--- Data for this task ---

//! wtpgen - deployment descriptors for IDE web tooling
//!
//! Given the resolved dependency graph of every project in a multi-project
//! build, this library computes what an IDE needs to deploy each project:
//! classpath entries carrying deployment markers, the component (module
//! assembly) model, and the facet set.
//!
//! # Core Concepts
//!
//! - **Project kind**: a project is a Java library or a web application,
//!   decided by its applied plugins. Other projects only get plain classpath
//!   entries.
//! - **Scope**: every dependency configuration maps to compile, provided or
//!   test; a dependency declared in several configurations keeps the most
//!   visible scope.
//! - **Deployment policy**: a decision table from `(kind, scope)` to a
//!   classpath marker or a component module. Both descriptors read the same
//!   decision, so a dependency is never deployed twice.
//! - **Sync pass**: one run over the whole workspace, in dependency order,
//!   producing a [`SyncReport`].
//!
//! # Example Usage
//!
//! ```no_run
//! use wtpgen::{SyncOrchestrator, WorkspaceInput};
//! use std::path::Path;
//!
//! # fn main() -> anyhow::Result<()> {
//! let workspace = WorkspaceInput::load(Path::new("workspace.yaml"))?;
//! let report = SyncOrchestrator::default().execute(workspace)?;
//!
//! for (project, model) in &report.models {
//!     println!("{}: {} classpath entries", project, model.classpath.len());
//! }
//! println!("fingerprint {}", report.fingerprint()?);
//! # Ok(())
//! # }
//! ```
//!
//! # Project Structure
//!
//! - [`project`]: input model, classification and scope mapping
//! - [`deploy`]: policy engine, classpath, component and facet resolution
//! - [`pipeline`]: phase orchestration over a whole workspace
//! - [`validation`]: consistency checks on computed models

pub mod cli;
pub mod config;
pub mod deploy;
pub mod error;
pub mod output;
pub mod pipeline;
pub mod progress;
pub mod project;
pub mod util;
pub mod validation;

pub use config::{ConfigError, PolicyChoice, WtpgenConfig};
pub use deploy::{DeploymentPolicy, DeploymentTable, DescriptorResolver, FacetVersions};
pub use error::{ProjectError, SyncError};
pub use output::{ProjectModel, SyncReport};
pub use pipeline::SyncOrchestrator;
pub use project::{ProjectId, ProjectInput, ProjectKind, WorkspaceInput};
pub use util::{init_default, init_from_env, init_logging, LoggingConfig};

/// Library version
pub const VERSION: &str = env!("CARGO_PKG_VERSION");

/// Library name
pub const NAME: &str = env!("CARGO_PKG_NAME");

---

*Activity*. Only lines containing "println" belong in the answer; copy every such line from the records.

*Answer*.
//!     println!("{}: {} classpath entries", project, model.classpath.len());
//! println!("fingerprint {}", report.fingerprint()?);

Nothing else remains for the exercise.